Organised by Bowls Australia, the round-robin sees teams of 12 from each state and territory in Australia competing for the honour of being named national champion and taking home the Marj Morris Trophy.
Each state or territory is represented by three teams of four who each play two games per day.
Each game is played over 21 ends, with the combined total determining points which are accumulated throughout the tournament. The fact that the emphasis is placed on the collective result leads to a real carnival atmosphere.
Queensland is the defending champion and was tipped by Bowls Australia spokesperson Alice Evans as the favourite for the competition.

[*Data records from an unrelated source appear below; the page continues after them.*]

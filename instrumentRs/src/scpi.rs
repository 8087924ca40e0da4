//! Small helpers shared by SCPI instrument drivers.
//!
//! Many SCPI queries accept an optional `DEFault`, `MINimum`, or `MAXimum` parameter and many
//! setters accept either a number or one of these keywords. Replies are single lines, sometimes
//! holding several comma-separated values.

use std::{fmt::Display, str::FromStr};

use crate::{InstrumentError, InstrumentInterface};

/// The keyword parameters SCPI accepts in place of a number.
#[derive(Debug, Clone, Copy, PartialEq, Eq)]
pub enum Bound {
    /// `DEF`: the instrument's default value.
    Default,
    /// `MIN`: the smallest allowed value.
    Minimum,
    /// `MAX`: the largest allowed value.
    Maximum,
}

impl Bound {
    /// The short form of the keyword as it is sent to the instrument.
    pub fn as_str(&self) -> &'static str {
        match self {
            Bound::Default => "DEF",
            Bound::Minimum => "MIN",
            Bound::Maximum => "MAX",
        }
    }

    /// Parse a user given option, reporting invalid input instead of failing.
    ///
    /// Invalid input is logged as a warning and `None` is returned, such that the query is sent
    /// without any option.
    pub fn lenient(option: &str) -> Option<Self> {
        match option.parse() {
            Ok(bound) => Some(bound),
            Err(_) => {
                tracing::warn!(option, "Option does not do anything, querying the set value");
                None
            }
        }
    }
}

impl FromStr for Bound {
    type Err = InstrumentError;

    /// Case-insensitive parsing of `def`, `default`, `min`, `minimum`, `max`, and `maximum`.
    fn from_str(s: &str) -> Result<Self, Self::Err> {
        match s.trim().to_ascii_lowercase().as_str() {
            "def" | "default" => Ok(Bound::Default),
            "min" | "minimum" => Ok(Bound::Minimum),
            "max" | "maximum" => Ok(Bound::Maximum),
            _ => Err(InstrumentError::InvalidArgument(format!(
                "Invalid option {s:?}, expected one of def, default, min, minimum, max, maximum"
            ))),
        }
    }
}

impl Display for Bound {
    fn fmt(&self, f: &mut std::fmt::Formatter<'_>) -> std::fmt::Result {
        write!(f, "{}", self.as_str())
    }
}

/// A numeric setter argument: either a value or a keyword.
#[derive(Debug, Clone, Copy, PartialEq)]
pub enum NumericValue {
    /// A plain number.
    Value(f64),
    /// One of the keywords `DEF`, `MIN`, `MAX`.
    Bound(Bound),
}

impl From<f64> for NumericValue {
    fn from(value: f64) -> Self {
        NumericValue::Value(value)
    }
}

impl From<Bound> for NumericValue {
    fn from(bound: Bound) -> Self {
        NumericValue::Bound(bound)
    }
}

impl Display for NumericValue {
    fn fmt(&self, f: &mut std::fmt::Formatter<'_>) -> std::fmt::Result {
        match self {
            NumericValue::Value(val) => write!(f, "{val}"),
            NumericValue::Bound(bound) => write!(f, "{bound}"),
        }
    }
}

/// Query `cmd`, with the keyword of `bound` appended if one is given.
pub fn query_with_bound<T: InstrumentInterface + ?Sized>(
    intf: &mut T,
    cmd: &str,
    bound: Option<Bound>,
) -> Result<String, InstrumentError> {
    match bound {
        Some(bound) => intf.query(&format!("{cmd} {bound}")),
        None => intf.query(cmd),
    }
}

/// Parse a reply that holds a single number.
pub fn parse_f64(reply: &str) -> Result<f64, InstrumentError> {
    reply
        .trim()
        .parse::<f64>()
        .map_err(|_| InstrumentError::ResponseParseError(reply.to_string()))
}

/// Get field `idx` of a comma-separated reply, trimmed.
pub fn reply_field(reply: &str, idx: usize) -> Result<&str, InstrumentError> {
    reply
        .split(',')
        .nth(idx)
        .map(str::trim)
        .ok_or_else(|| InstrumentError::ResponseParseError(reply.to_string()))
}

/// Parse a `0`/`1` state reply into a bool.
pub fn parse_bool(reply: &str) -> Result<bool, InstrumentError> {
    match reply.trim() {
        "0" => Ok(false),
        "1" => Ok(true),
        _ => Err(InstrumentError::ResponseParseError(reply.to_string())),
    }
}
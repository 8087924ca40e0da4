use instrumentrs::Resource;
use thorlabs_pm100::Pm100;

fn main() {
    // Opening a USBTMC resource requires the `visa` feature of `instrumentrs`.
    let resource: Resource = std::env::args()
        .nth(1)
        .expect("Usage: visa-pm100 <resource>")
        .parse()
        .unwrap();
    let mut inst = Pm100::try_new(resource.open(9600).unwrap()).unwrap();
    println!("Instrument ID: {}", inst.get_name().unwrap());

    inst.set_averaging_count(100).unwrap();
    for wl in [450.0, 532.0, 633.0] {
        inst.set_wavelength_nm(wl).unwrap();
        println!("{wl} nm: {} W", inst.measure_power().unwrap().as_watts());
    }
}
//! Reply cleaning and timing helpers for the SP-2150i.

use std::time::Duration;

use instrumentrs::InstrumentError;

/// Extract the number from a reply of the monochromator.
///
/// The monochromator echoes the command and appends units and `ok`, e.g., `"?NM 300.000 nm ok"`.
/// Everything except digits and the decimal point is dropped before parsing.
pub fn clean_number(reply: &str) -> Result<f64, InstrumentError> {
    let digits: String = reply
        .chars()
        .filter(|c| c.is_ascii_digit() || *c == '.')
        .collect();
    digits
        .parse::<f64>()
        .map_err(|_| InstrumentError::ResponseParseError(reply.to_string()))
}

/// Estimate how long a move from one wavelength to another takes.
///
/// The distance is rounded to full nanometers, ties to even. The time is `60 * distance / scan_speed`, scaled
/// by `margin`.
///
/// # Arguments
/// * `from_nm` - Present wavelength in nm.
/// * `to_nm` - Target wavelength in nm.
/// * `scan_speed_nm_per_min` - Scan speed in nm/min, must be larger than zero.
/// * `margin` - Multiplicative safety margin, e.g., 1.1.
pub fn settle_time(
    from_nm: f64,
    to_nm: f64,
    scan_speed_nm_per_min: f64,
    margin: f64,
) -> Result<Duration, InstrumentError> {
    if !scan_speed_nm_per_min.is_finite() || scan_speed_nm_per_min <= 0.0 {
        return Err(InstrumentError::FloatValueOutOfRange {
            value: scan_speed_nm_per_min,
            min: f64::MIN_POSITIVE,
            max: f64::MAX,
        });
    }
    let distance = (from_nm - to_nm).round_ties_even().abs();
    let secs = 60.0 * distance / scan_speed_nm_per_min * margin;
    Duration::try_from_secs_f64(secs).map_err(|_| {
        InstrumentError::InvalidArgument(format!(
            "Cannot estimate the time to move from {from_nm} nm to {to_nm} nm"
        ))
    })
}
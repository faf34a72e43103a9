//! Common test utilities and helpers

#![allow(dead_code)] // Test utilities may not all be used in every test file

pub mod builders;
pub mod mock_helpers;

use std::path::{Path, PathBuf};
use std::time::Duration;

/// Create a test timeout duration
pub fn test_timeout() -> Duration {
    Duration::from_millis(100)
}

/// Assert two floats are approximately equal
pub fn assert_float_eq(a: f64, b: f64, epsilon: f64) {
    assert!(
        (a - b).abs() < epsilon,
        "Expected {} to be approximately equal to {} (epsilon: {})",
        a,
        b,
        epsilon
    );
}

/// Files in `dir` whose names start with `prefix`, sorted
pub fn files_with_prefix(dir: &Path, prefix: &str) -> Vec<PathBuf> {
    let mut files: Vec<PathBuf> = std::fs::read_dir(dir)
        .map(|entries| {
            entries
                .filter_map(|e| e.ok().map(|e| e.path()))
                .filter(|p| {
                    p.file_name()
                        .and_then(|n| n.to_str())
                        .is_some_and(|n| n.starts_with(prefix))
                })
                .collect()
        })
        .unwrap_or_default();
    files.sort();
    files
}
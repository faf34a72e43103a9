//! Replay engine for recorded event logs
//!
//! Events are dispatched strictly in log order. Each event's timestamp is an
//! offset from the moment replay starts; the engine sleeps until that
//! deadline when it lies in the future and dispatches immediately when it
//! is already past, so a slow injector never causes reordering or negative
//! sleeps.
//!
//! Key and button names are translated from listener text to injector
//! names (see [`super::keymap`]) and positions are clamped to the current
//! screen. A failing injection is logged and replay moves on.

use std::time::{Duration, Instant};

use crate::backend::InputInjector;
use crate::config::AppConfig;
use crate::error::Result;
use crate::types::{Event, KeyAction, Position};

use super::context::StopSignal;
use super::keymap::translate_key;
use super::types::{EventLog, SessionState};

/// Replay tuning
#[derive(Debug, Clone)]
pub struct ReplayOptions {
    /// Countdown before the replay clock starts
    pub countdown: Duration,
    /// Log progress every N events (0 disables)
    pub progress_every: usize,
    /// Granularity of stop checks while waiting
    pub poll_interval: Duration,
}

impl Default for ReplayOptions {
    fn default() -> Self {
        Self {
            countdown: Duration::from_secs(3),
            progress_every: 10,
            poll_interval: Duration::from_millis(100),
        }
    }
}

impl ReplayOptions {
    pub fn from_config(config: &AppConfig) -> Self {
        Self {
            countdown: Duration::from_secs(u64::from(config.replay.countdown_secs)),
            progress_every: config.replay.progress_every,
            poll_interval: config.recording.poll_interval(),
        }
    }

    /// No countdown, for tests and back-to-back replays
    pub fn immediate() -> Self {
        Self {
            countdown: Duration::ZERO,
            ..Self::default()
        }
    }
}

/// Summary of one replay
#[derive(Debug, Clone, PartialEq)]
pub struct ReplayReport {
    pub total: usize,
    /// Events handed to the injector, failed ones included
    pub dispatched: usize,
    pub failed: usize,
    pub aborted: bool,
    pub elapsed: Duration,
}

impl ReplayReport {
    pub fn succeeded(&self) -> usize {
        self.dispatched - self.failed
    }
}

/// Replays event logs against an [`InputInjector`]
#[derive(Debug)]
pub struct ReplayEngine {
    options: ReplayOptions,
    stop: Option<StopSignal>,
    state: SessionState,
}

impl Default for ReplayEngine {
    fn default() -> Self {
        Self::new(ReplayOptions::default())
    }
}

impl ReplayEngine {
    pub fn new(options: ReplayOptions) -> Self {
        Self {
            options,
            stop: None,
            state: SessionState::Idle,
        }
    }

    /// Abort the replay when `stop` fires
    pub fn with_stop(mut self, stop: StopSignal) -> Self {
        self.stop = Some(stop);
        self
    }

    pub fn state(&self) -> SessionState {
        self.state
    }

    /// Replay every event of `log` in order
    pub fn replay(&mut self, injector: &mut dyn InputInjector, log: &EventLog) -> ReplayReport {
        let total = log.len();
        let mut report = ReplayReport {
            total,
            dispatched: 0,
            failed: 0,
            aborted: false,
            elapsed: Duration::ZERO,
        };

        if self.countdown() {
            report.aborted = true;
            tracing::warn!("Replay cancelled during countdown");
            return report;
        }

        let screen = match injector.screen_size() {
            Ok(size) => Some(size),
            Err(e) => {
                tracing::warn!("Could not query screen size, positions left unclamped: {}", e);
                None
            }
        };

        self.state = SessionState::Replaying;
        tracing::info!("Replaying {} events ({:.2}s)", total, log.duration_secs());
        let replay_start = Instant::now();

        for (i, event) in log.iter().enumerate() {
            let offset =
                Duration::try_from_secs_f64(event.timestamp().max(0.0)).unwrap_or_default();
            if self.wait_until(replay_start + offset) {
                report.aborted = true;
                tracing::warn!("Replay aborted after {} of {} events", report.dispatched, total);
                break;
            }

            if let Err(e) = dispatch(injector, event, screen) {
                report.failed += 1;
                tracing::error!("Error during replay of event {}: {}", i + 1, e);
            }
            report.dispatched += 1;

            let done = i + 1;
            if self.options.progress_every > 0 && done % self.options.progress_every == 0 {
                tracing::info!(
                    "Progress: {:.1}% ({}/{} events)",
                    done as f64 * 100.0 / total as f64,
                    done,
                    total
                );
            }
        }

        report.elapsed = replay_start.elapsed();
        self.state = SessionState::Stopped;
        tracing::info!(
            "Replay finished: {} dispatched, {} failed in {:.2}s",
            report.dispatched,
            report.failed,
            report.elapsed.as_secs_f64()
        );
        report
    }

    /// Returns `true` if stopped during the countdown
    fn countdown(&self) -> bool {
        let secs = self.options.countdown.as_secs();
        if secs == 0 {
            return false;
        }
        tracing::info!("Starting replay in {} seconds...", secs);
        for remaining in (1..=secs).rev() {
            tracing::info!("{}...", remaining);
            if self.sleep(Duration::from_secs(1)) {
                return true;
            }
        }
        false
    }

    /// Sleep until `deadline`; returns `true` if stopped meanwhile
    fn wait_until(&self, deadline: Instant) -> bool {
        let now = Instant::now();
        if deadline <= now {
            return self.stop.as_ref().is_some_and(StopSignal::is_set);
        }
        self.sleep(deadline - now)
    }

    fn sleep(&self, duration: Duration) -> bool {
        match &self.stop {
            Some(stop) => stop.sleep(duration, self.options.poll_interval),
            None => {
                std::thread::sleep(duration);
                false
            }
        }
    }
}

fn clamp(position: Position, screen: Option<(u32, u32)>) -> Position {
    match screen {
        Some((w, h)) => position.clamped(w, h),
        None => position,
    }
}

/// Send one event to the injector
fn dispatch(
    injector: &mut dyn InputInjector,
    event: &Event,
    screen: Option<(u32, u32)>,
) -> Result<()> {
    match event {
        Event::Keyboard { action, key, .. } => {
            let key = translate_key(key);
            match action {
                KeyAction::Press => injector.key_down(&key),
                KeyAction::Release => injector.key_up(&key),
            }
        }
        Event::MouseMove { position, .. } => {
            let p = clamp(*position, screen);
            injector.move_to(p.x, p.y)
        }
        Event::MouseClick {
            position,
            button,
            pressed,
            ..
        } => {
            let p = clamp(*position, screen);
            if *pressed {
                injector.mouse_down(p.x, p.y, button.injector_name())
            } else {
                injector.mouse_up(p.x, p.y, button.injector_name())
            }
        }
        Event::MouseScroll {
            position, delta, ..
        } => {
            let p = clamp(*position, screen);
            injector.scroll(delta.dx, delta.dy, p.x, p.y)
        }
    }
}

Yesterday the results for round one in the morning saw the strong Queensland side, which boasts three Commonwealth Games medallists in Lynsey Armitage from Helensvale, Ceri Ann Davies and Noi Tucker, along with former world singles champion Carmen Anderson, account for Tasmania 81-40, while NSW, with key players Karen Murphy, Katrina Wright, Arleen Jeffrey, Maria Rigby and Sharyn Renshaw proved too strong for the Northern Territory, running out victors 80-27.
Western Australia, spearheaded by Roma Dunn, accounted for the 2004 champions Victoria 81-51, while South Australia was too good for the ACT, winning 86-54.
In afternoon play, NSW defeated Tasmania 76-38, Queensland downed the Northern Territory 80-29, South Australia 68 downed Victoria 41 and Western Australia beat the ACT 63-39.
Play continues today and until Thursday at Tweed Heads Bowls Club from 9.30am. Today's morning games see South Australia play Western Australia, Victoria meeting the Northern Territory, Queensland taking on NSW and Tasmania up against the ACT.
In the afternoon, Queensland plays South Australia, NSW plays Western Australia, Tasmania meets the Northern Territory and Victoria is up against the ACT.